Work task
Read the records and gather each line that includes "store".

Records provided
┄┄┄┄┄┄

//! # Notification Repository
//!
//! The notification store: persistence and read-state for user
//! notifications.
//!
//! ## Scoping Rule
//! Every list/stat/mutation query here is scoped by `user_id` (except the
//! explicitly unscoped [`stats_all`]). No cross-user leakage: a mark-read
//! or delete with a foreign id is a no-op, not an error leak.
//!
//! [`stats_all`]: NotificationRepository::stats_all

use chrono::{DateTime, Utc};
use sqlx::{Sqlite, SqlitePool};
use tracing::debug;
use uuid::Uuid;

use crate::error::{DbError, DbResult};
use depot_core::{NewNotification, Notification, NotificationKind, NotificationStats};

const NOTIFICATION_COLUMNS: &str = "id, user_id, title, message, kind, category, \
     read, action_url, metadata, created_at";

/// Options for listing a user's notifications.
#[derive(Debug, Clone, Copy, Default)]
pub struct ListOptions {
    /// Only unread notifications.
    pub unread_only: bool,
    /// Maximum rows to return; `None` means no limit.
    pub limit: Option<u32>,
    /// Rows to skip (pagination).
    pub skip: u32,
}

/// Repository for the notification store.
#[derive(Debug, Clone)]
pub struct NotificationRepository {
    pool: SqlitePool,
}

impl NotificationRepository {
    /// Creates a new NotificationRepository.
    pub fn new(pool: SqlitePool) -> Self {
        NotificationRepository { pool }
    }

    /// Inserts one notification and returns it.
    pub async fn insert(&self, input: &NewNotification) -> DbResult<Notification> {
        Self::insert_with(&self.pool, input).await
    }

    /// Executor-generic insert, usable inside a storage transaction.
    pub async fn insert_with<'e, E>(executor: E, input: &NewNotification) -> DbResult<Notification>
    where
        E: sqlx::Executor<'e, Database = Sqlite>,
    {
        let metadata = match &input.metadata {
            Some(value) => Some(
                serde_json::to_string(value)
                    .map_err(|e| DbError::Internal(format!("metadata serialization: {e}")))?,
            ),
            None => None,
        };

        let notification = Notification {
            id: Uuid::new_v4().to_string(),
            user_id: input.user_id.clone(),
            title: input.title.clone(),
            message: input.message.clone(),
            kind: input.kind,
            category: input.category,
            read: false,
            action_url: input.action_url.clone(),
            metadata,
            created_at: Utc::now(),
        };

        debug!(user_id = %notification.user_id, title = %notification.title, "Inserting notification");

        sqlx::query(
            r#"
            INSERT INTO notifications (
                id, user_id, title, message, kind, category,
                read, action_url, metadata, created_at
            ) VALUES (?1, ?2, ?3, ?4, ?5, ?6, ?7, ?8, ?9, ?10)
            "#,
        )
        .bind(&notification.id)
        .bind(&notification.user_id)
        .bind(&notification.title)
        .bind(&notification.message)
        .bind(notification.kind)
        .bind(notification.category)
        .bind(notification.read)
        .bind(&notification.action_url)
        .bind(&notification.metadata)
        .bind(notification.created_at)
        .execute(executor)
        .await?;

        Ok(notification)
    }

    /// Bulk insert as a single unit of work.
    ///
    /// All rows are written inside one storage transaction: either the
    /// whole batch lands or none of it does.
    pub async fn insert_many(&self, inputs: &[NewNotification]) -> DbResult<Vec<Notification>> {
        if inputs.is_empty() {
            return Ok(Vec::new());
        }

        let mut tx = self.pool.begin().await?;
        let mut inserted = Vec::with_capacity(inputs.len());

        for input in inputs {
            let notification = Self::insert_with(&mut *tx, input).await?;
            inserted.push(notification);
        }

        tx.commit().await?;
        debug!(count = inserted.len(), "Bulk-inserted notifications");

        Ok(inserted)
    }

    /// Lists a user's notifications, newest first.
    pub async fn list_by_user(
        &self,
        user_id: &str,
        options: ListOptions,
    ) -> DbResult<Vec<Notification>> {
        // SQLite treats LIMIT -1 as "no limit"
        let limit: i64 = options.limit.map_or(-1, i64::from);

        let sql = if options.unread_only {
            format!(
                "SELECT {} FROM notifications WHERE user_id = ?1 AND read = 0 \
                 ORDER BY created_at DESC LIMIT ?2 OFFSET ?3",
                NOTIFICATION_COLUMNS
            )
        } else {
            format!(
                "SELECT {} FROM notifications WHERE user_id = ?1 \
                 ORDER BY created_at DESC LIMIT ?2 OFFSET ?3",
                NOTIFICATION_COLUMNS
            )
        };

        let notifications = sqlx::query_as::<_, Notification>(&sql)
            .bind(user_id)
            .bind(limit)
            .bind(options.skip)
            .fetch_all(&self.pool)
            .await?;

        Ok(notifications)
    }

    /// The alert dedup-window query: a user's inventory warnings with the
    /// given title created at or after `since`.
    pub async fn list_recent_inventory_warnings(
        &self,
        user_id: &str,
        title: &str,
        since: DateTime<Utc>,
    ) -> DbResult<Vec<Notification>> {
        let sql = format!(
            "SELECT {} FROM notifications \
             WHERE user_id = ?1 AND category = 'inventory' AND kind = 'warning' \
               AND title = ?2 AND created_at >= ?3 \
             ORDER BY created_at DESC",
            NOTIFICATION_COLUMNS
        );

        let notifications = sqlx::query_as::<_, Notification>(&sql)
            .bind(user_id)
            .bind(title)
            .bind(since)
            .fetch_all(&self.pool)
            .await?;

        Ok(notifications)
    }

    /// Marks one notification read. Returns the number of rows affected
    /// (0 when the id doesn't exist or belongs to another user).
    pub async fn mark_read(&self, id: &str, user_id: &str) -> DbResult<u64> {
        let result = sqlx::query("UPDATE notifications SET read = 1 WHERE id = ?1 AND user_id = ?2")
            .bind(id)
            .bind(user_id)
            .execute(&self.pool)
            .await?;

        Ok(result.rows_affected())
    }

    /// Marks a batch of notifications read, scoped to the user.
    pub async fn mark_many_read(&self, ids: &[String], user_id: &str) -> DbResult<u64> {
        if ids.is_empty() {
            return Ok(0);
        }

        let mut tx = self.pool.begin().await?;
        let mut affected = 0u64;

        for id in ids {
            let result =
                sqlx::query("UPDATE notifications SET read = 1 WHERE id = ?1 AND user_id = ?2")
                    .bind(id)
                    .bind(user_id)
                    .execute(&mut *tx)
                    .await?;
            affected += result.rows_affected();
        }

        tx.commit().await?;
        Ok(affected)
    }

    /// Marks all of a user's notifications read.
    pub async fn mark_all_read(&self, user_id: &str) -> DbResult<u64> {
        let result = sqlx::query("UPDATE notifications SET read = 1 WHERE user_id = ?1 AND read = 0")
            .bind(user_id)
            .execute(&self.pool)
            .await?;

        Ok(result.rows_affected())
    }

    /// Hard-deletes one notification, scoped to the user.
    pub async fn delete(&self, id: &str, user_id: &str) -> DbResult<u64> {
        let result = sqlx::query("DELETE FROM notifications WHERE id = ?1 AND user_id = ?2")
            .bind(id)
            .bind(user_id)
            .execute(&self.pool)
            .await?;

        Ok(result.rows_affected())
    }

    /// Hard-deletes a batch, scoped to the user.
    pub async fn delete_many(&self, ids: &[String], user_id: &str) -> DbResult<u64> {
        if ids.is_empty() {
            return Ok(0);
        }

        let mut tx = self.pool.begin().await?;
        let mut affected = 0u64;

        for id in ids {
            let result = sqlx::query("DELETE FROM notifications WHERE id = ?1 AND user_id = ?2")
                .bind(id)
                .bind(user_id)
                .execute(&mut *tx)
                .await?;
            affected += result.rows_affected();
        }

        tx.commit().await?;
        Ok(affected)
    }

    /// Hard-deletes everything belonging to a user.
    pub async fn delete_all_for_user(&self, user_id: &str) -> DbResult<u64> {
        let result = sqlx::query("DELETE FROM notifications WHERE user_id = ?1")
            .bind(user_id)
            .execute(&self.pool)
            .await?;

        Ok(result.rows_affected())
    }

    /// Per-user aggregate stats: total, unread, read, and a by-kind
    /// breakdown.
    pub async fn stats(&self, user_id: &str) -> DbResult<NotificationStats> {
        let (total, unread): (i64, i64) = sqlx::query_as(
            r#"
            SELECT COUNT(*), COALESCE(SUM(CASE WHEN read = 0 THEN 1 ELSE 0 END), 0)
            FROM notifications
            WHERE user_id = ?1
            "#,
        )
        .bind(user_id)
        .fetch_one(&self.pool)
        .await?;

        let by_kind: Vec<(NotificationKind, i64)> = sqlx::query_as(
            "SELECT kind, COUNT(*) FROM notifications WHERE user_id = ?1 GROUP BY kind",
        )
        .bind(user_id)
        .fetch_all(&self.pool)
        .await?;

        Ok(build_stats(total, unread, by_kind))
    }

    /// Aggregate stats across all users (admin diagnostics).
    pub async fn stats_all(&self) -> DbResult<NotificationStats> {
        let (total, unread): (i64, i64) = sqlx::query_as(
            r#"
            SELECT COUNT(*), COALESCE(SUM(CASE WHEN read = 0 THEN 1 ELSE 0 END), 0)
            FROM notifications
            "#,
        )
        .fetch_one(&self.pool)
        .await?;

        let by_kind: Vec<(NotificationKind, i64)> =
            sqlx::query_as("SELECT kind, COUNT(*) FROM notifications GROUP BY kind")
                .fetch_all(&self.pool)
                .await?;

        Ok(build_stats(total, unread, by_kind))
    }
}

fn build_stats(total: i64, unread: i64, by_kind: Vec<(NotificationKind, i64)>) -> NotificationStats {
    let mut stats = NotificationStats {
        total,
        unread,
        read: total - unread,
        by_kind: Default::default(),
    };
    for (kind, count) in by_kind {
        stats.by_kind.insert(kind.as_str().to_string(), count);
    }
    stats
}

┄┄┄┄┄┄

Solution to this problem
//! The notification store: persistence and read-state for user
/// Repository for the notification store.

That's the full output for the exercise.